=== Section Start ===

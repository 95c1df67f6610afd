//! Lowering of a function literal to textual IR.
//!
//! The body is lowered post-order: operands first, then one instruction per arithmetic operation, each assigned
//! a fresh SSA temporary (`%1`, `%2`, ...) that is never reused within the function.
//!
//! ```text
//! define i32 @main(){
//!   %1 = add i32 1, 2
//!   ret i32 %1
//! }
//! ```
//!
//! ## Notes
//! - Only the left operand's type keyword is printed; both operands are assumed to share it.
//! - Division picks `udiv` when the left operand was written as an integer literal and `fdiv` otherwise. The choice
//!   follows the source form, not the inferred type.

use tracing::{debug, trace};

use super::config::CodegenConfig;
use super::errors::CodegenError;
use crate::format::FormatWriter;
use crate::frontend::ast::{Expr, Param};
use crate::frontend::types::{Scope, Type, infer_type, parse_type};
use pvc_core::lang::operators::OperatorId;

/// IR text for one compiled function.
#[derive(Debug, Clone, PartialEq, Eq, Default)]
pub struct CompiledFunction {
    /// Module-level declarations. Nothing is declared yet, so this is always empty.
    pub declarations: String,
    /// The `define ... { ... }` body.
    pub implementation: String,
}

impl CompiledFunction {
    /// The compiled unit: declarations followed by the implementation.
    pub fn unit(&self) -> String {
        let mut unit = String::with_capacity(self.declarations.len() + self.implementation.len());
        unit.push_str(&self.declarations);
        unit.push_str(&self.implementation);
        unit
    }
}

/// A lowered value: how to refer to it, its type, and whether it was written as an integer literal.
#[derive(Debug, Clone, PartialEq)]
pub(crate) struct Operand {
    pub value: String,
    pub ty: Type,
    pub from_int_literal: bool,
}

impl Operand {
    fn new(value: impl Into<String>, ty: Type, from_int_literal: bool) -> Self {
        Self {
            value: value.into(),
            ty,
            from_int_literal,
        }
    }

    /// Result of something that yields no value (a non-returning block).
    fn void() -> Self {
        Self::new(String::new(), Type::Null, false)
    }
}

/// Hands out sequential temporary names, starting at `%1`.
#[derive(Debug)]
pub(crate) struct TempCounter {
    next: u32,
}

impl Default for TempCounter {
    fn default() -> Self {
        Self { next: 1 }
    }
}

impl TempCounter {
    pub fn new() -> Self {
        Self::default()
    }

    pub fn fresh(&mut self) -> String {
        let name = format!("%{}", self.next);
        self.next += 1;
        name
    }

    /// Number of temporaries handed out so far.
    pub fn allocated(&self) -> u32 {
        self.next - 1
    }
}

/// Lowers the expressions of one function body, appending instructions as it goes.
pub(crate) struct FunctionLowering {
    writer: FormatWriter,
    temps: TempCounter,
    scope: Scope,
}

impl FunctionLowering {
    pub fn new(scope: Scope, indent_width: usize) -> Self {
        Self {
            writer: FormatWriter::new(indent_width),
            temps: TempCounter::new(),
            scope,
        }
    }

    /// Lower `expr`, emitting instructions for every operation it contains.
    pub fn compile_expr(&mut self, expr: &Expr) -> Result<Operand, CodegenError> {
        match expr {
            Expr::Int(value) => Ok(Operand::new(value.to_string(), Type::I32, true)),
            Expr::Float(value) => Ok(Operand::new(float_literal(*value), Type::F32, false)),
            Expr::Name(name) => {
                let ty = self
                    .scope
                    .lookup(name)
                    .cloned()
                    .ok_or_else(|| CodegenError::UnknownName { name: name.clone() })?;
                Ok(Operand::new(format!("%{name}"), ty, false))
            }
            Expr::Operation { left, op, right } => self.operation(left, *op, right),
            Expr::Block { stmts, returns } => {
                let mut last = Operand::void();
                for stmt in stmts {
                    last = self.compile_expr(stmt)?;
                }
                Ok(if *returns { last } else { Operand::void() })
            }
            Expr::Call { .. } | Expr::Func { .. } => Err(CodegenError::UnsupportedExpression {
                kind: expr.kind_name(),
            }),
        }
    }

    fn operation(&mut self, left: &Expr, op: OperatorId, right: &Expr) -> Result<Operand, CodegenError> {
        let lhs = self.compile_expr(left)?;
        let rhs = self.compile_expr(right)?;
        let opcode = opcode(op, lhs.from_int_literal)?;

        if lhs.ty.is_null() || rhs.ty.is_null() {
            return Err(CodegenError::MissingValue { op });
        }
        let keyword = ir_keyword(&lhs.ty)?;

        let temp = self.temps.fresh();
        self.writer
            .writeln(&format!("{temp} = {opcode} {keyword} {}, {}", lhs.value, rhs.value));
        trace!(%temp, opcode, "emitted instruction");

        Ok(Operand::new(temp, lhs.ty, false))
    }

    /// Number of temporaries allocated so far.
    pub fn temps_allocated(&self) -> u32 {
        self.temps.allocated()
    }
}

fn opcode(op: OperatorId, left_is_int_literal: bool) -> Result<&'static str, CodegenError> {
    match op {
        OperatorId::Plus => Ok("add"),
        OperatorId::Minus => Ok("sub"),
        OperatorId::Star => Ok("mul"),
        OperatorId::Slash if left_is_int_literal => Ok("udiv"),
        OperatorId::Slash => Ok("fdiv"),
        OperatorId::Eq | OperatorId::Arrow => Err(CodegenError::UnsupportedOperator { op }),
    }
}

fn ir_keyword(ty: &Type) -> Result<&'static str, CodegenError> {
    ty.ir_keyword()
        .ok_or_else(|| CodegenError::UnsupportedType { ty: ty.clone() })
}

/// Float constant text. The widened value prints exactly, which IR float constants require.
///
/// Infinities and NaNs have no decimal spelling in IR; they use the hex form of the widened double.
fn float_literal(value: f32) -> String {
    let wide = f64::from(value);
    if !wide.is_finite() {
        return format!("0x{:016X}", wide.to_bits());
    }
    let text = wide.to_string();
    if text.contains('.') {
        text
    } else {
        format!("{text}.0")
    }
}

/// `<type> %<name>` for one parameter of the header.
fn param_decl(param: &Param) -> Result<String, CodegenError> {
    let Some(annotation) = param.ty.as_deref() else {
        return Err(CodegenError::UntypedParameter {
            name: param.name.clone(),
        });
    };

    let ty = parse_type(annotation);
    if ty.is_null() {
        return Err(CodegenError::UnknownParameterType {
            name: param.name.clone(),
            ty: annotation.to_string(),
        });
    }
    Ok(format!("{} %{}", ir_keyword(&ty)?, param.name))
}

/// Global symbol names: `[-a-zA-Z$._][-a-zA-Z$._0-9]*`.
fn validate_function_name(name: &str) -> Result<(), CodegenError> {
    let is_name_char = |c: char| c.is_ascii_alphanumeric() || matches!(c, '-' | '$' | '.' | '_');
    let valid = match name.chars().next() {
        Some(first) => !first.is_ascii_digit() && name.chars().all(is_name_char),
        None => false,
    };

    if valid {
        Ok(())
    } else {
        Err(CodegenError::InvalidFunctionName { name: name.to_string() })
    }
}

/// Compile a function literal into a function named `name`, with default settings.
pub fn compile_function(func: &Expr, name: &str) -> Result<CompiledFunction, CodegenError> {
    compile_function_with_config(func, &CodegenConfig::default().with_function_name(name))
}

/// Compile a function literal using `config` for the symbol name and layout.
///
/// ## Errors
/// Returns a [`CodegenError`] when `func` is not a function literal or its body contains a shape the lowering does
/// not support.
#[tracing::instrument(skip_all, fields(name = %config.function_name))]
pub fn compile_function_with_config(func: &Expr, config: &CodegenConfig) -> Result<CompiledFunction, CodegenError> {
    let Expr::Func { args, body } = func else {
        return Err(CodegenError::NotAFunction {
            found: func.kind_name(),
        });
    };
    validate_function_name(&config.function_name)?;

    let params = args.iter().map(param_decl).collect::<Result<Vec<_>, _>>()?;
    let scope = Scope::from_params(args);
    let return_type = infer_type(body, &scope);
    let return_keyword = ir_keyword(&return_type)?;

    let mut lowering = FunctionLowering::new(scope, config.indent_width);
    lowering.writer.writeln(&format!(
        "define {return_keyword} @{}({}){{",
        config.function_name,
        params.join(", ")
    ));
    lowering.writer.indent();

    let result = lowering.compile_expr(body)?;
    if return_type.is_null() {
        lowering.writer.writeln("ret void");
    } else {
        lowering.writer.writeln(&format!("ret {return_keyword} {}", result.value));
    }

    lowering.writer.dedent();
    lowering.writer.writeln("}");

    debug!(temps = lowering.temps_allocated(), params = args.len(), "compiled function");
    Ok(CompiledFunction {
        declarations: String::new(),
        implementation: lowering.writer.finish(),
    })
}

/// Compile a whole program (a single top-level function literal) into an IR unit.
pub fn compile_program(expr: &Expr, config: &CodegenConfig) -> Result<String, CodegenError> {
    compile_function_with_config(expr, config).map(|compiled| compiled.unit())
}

=== Section End ===
=== Section Start ===

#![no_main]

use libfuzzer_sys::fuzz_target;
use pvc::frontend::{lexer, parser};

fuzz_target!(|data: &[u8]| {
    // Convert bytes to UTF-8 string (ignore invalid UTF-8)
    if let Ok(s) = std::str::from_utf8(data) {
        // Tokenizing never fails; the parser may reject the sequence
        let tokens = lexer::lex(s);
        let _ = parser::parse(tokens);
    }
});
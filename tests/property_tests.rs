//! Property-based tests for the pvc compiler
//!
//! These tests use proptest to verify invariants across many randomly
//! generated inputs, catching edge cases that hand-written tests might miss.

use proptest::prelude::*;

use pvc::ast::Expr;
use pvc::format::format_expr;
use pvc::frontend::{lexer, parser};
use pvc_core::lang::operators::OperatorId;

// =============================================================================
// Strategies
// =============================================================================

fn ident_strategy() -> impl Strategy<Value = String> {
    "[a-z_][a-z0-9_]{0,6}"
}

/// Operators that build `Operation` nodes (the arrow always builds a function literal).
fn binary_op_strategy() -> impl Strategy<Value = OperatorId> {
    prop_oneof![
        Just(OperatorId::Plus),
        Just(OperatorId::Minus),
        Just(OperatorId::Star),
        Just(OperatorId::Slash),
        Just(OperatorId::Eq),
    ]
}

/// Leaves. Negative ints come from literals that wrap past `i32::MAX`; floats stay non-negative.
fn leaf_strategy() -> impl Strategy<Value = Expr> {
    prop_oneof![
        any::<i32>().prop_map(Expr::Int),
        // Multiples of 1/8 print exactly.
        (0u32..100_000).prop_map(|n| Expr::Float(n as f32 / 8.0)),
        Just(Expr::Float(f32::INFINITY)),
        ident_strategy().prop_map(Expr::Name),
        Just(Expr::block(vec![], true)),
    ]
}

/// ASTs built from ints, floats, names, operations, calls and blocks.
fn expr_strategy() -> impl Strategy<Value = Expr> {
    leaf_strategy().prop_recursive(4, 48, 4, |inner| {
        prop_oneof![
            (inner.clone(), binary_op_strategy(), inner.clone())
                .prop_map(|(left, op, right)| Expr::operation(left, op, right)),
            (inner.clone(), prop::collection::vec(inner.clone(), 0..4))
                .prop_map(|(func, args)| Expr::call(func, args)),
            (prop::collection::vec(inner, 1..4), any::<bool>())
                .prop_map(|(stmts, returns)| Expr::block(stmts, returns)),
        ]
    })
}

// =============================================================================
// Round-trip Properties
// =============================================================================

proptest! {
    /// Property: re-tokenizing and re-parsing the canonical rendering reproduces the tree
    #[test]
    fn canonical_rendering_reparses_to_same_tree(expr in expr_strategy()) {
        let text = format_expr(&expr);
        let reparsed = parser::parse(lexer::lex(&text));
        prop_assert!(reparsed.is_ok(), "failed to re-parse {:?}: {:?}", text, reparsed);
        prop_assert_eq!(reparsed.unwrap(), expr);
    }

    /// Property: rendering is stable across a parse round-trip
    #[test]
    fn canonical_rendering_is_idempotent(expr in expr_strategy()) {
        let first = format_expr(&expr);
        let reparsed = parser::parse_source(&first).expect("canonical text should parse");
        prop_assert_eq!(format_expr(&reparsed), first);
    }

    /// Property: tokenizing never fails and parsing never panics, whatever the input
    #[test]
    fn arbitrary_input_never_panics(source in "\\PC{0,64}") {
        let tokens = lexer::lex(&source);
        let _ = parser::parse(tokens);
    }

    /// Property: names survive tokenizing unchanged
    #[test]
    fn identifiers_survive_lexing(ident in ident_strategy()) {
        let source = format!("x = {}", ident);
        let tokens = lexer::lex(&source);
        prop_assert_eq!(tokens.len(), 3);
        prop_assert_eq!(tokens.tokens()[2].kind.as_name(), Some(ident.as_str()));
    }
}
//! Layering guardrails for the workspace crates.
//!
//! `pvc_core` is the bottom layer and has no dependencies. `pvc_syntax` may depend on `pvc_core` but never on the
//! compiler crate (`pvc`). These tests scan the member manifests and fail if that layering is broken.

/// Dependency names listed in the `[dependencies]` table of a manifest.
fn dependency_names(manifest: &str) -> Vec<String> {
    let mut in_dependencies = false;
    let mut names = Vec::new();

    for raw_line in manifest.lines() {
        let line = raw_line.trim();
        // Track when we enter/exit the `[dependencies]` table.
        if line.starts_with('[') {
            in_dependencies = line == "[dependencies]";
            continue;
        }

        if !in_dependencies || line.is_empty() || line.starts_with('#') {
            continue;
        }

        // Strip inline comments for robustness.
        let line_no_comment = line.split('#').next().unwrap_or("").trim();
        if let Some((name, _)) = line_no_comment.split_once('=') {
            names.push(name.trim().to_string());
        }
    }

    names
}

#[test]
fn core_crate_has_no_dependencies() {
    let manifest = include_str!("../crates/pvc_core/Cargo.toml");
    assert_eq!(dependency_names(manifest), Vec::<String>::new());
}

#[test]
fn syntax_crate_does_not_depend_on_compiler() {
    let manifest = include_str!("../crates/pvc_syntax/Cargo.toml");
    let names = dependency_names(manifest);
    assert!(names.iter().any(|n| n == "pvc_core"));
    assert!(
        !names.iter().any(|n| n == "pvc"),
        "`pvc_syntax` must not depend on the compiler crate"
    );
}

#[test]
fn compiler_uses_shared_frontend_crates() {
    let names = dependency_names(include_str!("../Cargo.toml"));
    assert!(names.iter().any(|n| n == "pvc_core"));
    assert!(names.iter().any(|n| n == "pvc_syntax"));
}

=== Section End ===
=== Section Start ===

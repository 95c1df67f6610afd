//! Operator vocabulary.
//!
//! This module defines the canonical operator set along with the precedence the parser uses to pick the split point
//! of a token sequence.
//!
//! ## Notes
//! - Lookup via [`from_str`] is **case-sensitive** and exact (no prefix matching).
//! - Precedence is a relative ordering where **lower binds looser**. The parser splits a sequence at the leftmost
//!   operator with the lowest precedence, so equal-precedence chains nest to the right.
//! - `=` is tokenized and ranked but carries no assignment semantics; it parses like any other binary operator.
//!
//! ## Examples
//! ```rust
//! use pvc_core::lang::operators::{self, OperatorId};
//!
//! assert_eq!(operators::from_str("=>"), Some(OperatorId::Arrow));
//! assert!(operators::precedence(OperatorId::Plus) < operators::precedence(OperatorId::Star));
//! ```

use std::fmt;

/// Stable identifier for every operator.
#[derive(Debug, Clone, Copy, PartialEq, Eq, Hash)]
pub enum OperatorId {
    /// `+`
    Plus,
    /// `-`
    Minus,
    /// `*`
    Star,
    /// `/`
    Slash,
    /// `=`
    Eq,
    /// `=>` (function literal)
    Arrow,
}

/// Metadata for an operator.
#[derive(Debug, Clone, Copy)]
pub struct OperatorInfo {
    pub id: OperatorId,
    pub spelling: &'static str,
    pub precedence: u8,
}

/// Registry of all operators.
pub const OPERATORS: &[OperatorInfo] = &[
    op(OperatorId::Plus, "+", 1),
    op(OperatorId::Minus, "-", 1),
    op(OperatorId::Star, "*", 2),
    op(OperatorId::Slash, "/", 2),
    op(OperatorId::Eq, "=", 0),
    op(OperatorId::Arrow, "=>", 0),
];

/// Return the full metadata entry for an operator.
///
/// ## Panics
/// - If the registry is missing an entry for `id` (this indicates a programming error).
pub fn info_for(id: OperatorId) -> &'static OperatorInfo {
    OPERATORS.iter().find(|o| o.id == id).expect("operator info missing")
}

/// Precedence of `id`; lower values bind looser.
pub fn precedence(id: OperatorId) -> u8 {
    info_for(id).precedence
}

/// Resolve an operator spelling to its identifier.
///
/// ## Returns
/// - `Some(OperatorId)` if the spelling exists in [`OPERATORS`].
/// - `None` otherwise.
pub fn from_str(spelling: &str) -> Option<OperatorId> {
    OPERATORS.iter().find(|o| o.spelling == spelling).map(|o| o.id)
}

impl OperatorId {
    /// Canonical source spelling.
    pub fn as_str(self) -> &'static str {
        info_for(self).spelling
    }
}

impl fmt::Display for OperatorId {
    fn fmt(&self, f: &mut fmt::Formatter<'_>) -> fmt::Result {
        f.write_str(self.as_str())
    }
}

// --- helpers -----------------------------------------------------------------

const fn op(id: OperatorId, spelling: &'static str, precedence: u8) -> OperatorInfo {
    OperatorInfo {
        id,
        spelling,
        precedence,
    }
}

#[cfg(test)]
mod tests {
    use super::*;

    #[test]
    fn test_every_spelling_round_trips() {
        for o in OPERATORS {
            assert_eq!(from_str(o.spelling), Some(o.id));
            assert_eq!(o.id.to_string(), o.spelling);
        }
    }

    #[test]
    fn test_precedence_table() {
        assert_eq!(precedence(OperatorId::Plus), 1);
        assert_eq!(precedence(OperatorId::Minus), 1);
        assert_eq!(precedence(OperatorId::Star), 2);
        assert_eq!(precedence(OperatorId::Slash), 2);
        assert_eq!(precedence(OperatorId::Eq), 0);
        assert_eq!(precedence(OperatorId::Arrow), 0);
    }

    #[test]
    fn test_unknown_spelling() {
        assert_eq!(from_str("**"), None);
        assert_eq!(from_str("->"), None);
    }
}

=== Section End ===

Exercise aim: From the listing above, copy out each line where the word "find" appears.

Answer space:
    OPERATORS.iter().find(|o| o.id == id).expect("operator info missing")
    OPERATORS.iter().find(|o| o.spelling == spelling).map(|o| o.id)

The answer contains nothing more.